His head tilts to one side, and half a smile creeps up his face. “Is that so?”

She nods, then starts plucking imaginary fuzz off her
skirt. “I find her to be deceptive and coy.” She rolls her eyes my way and adds, “Not that I can convince anyone
else
of that …”

His smile creeps across, invading the other side of his face. Then he sits down, stretching his legs out in front of him. “So what's she done to you, Rita?”

Grams looks right at him, then looks back at her skirt.

So
I
say, “Her friend's sort of … you know …
mesmerized
by her.”

“Boyfriend?” he asks.

Now that term seemed like a really stupid way to describe Hudson. I mean, he's seventy-two, for crying out loud. But still, I couldn't come up with a better word to explain it. “Kinda.”
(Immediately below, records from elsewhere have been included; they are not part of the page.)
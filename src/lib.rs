pub mod application {
    pub mod auth_service;
    pub mod story_service;
}

pub mod data {
    pub mod story_repository;
    pub mod user_repository;
}

pub mod domain {
    pub mod error;
    pub mod models;
    pub mod repository;
    pub mod tags;
    pub mod user;
}

pub mod infrastructure {
    pub mod config;
    pub mod logging;
    pub mod security;
}

pub mod presentation {
    pub mod auth;
    pub mod handlers;
    pub mod middleware;
    pub mod routes;
}
use serde::{Deserialize, Serialize};

#[derive(Debug, Clone, Serialize, Deserialize)]
pub struct User {
    pub id: String,
    pub name: String,
    pub email: String,
    #[serde(skip_serializing)]
    pub password_hash: String,
}

/// Public shape of a user reference: what every response renders in place of a raw id.
#[derive(Debug, Clone, PartialEq, Eq, Serialize, Deserialize)]
pub struct UserSummary {
    pub id: String,
    pub name: String,
    pub email: String,
}

impl UserSummary {
    /// Stand-in for a reference whose user record no longer resolves.
    pub fn unknown(id: &str) -> Self {
        Self {
            id: id.to_string(),
            name: "Unknown user".to_string(),
            email: String::new(),
        }
    }
}

impl From<&User> for UserSummary {
    fn from(user: &User) -> Self {
        Self {
            id: user.id.clone(),
            name: user.name.clone(),
            email: user.email.clone(),
        }
    }
}

#[derive(Debug, Serialize, Deserialize)]
pub struct CreateUser {
    pub name: String,
    pub email: String,
    pub password: String,
}

#[derive(Debug, Serialize, Deserialize)]
pub struct LoginRequest {
    pub email: String,
    pub password: String,
}

/// Result of a successful registration or login.
#[derive(Debug, Clone, Serialize, Deserialize)]
pub struct AuthSession {
    pub token: String,
    pub user: UserSummary,
}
He nods. “He's not the first.”

That got Grams' attention. “Oh?”

“Won't be the last.”

“You're saying this is a … a
pattern
for her, then?”

He shrugs. “My sister's always been a dabbler.”

“In men?” Grams asks.

“In everything.”

“Well, wait a minute,” my mouth shoots off. “I don't know about men, but she sure doesn't dabble in
art.
She's really talented and—”

Grams shuts me down with, “And what do you call those
statues
?”

Lance throws his head back and laughs. “Lady, you just hit the nail on the head.” He stands up, saying, “And that's really all I have to say about Elizabeth. People do wise up eventually. She's got a string of exes to prove it.”
He sticks his hand out to Grams and covers hers with his other hand when they shake. “It was nice to make your acquaintance. And don't worry about the Harley. Once I settle things with my sister, I'll be off.”

Now, before I can say, “Settle
what
things?” he winks at Grams and says, “Between your ex and your boyfriend, it sounds like you could use a good man in your life.”

Grams blushes. Heck, I do, too. But before either of us can say a thing, he's heading for the stairs.

I whisper, “He did just hit on you, right?”

“It's been a long time,” she says, still blinking at the stairway.

The phone was ringing when we got back to the apartment. Grams snatched it up, saying, “Yes?” then, “Hold on.” She gives me the phone. “It's Marissa.”

“Sammy!” Marissa says when I get on the line. “I've got his number!”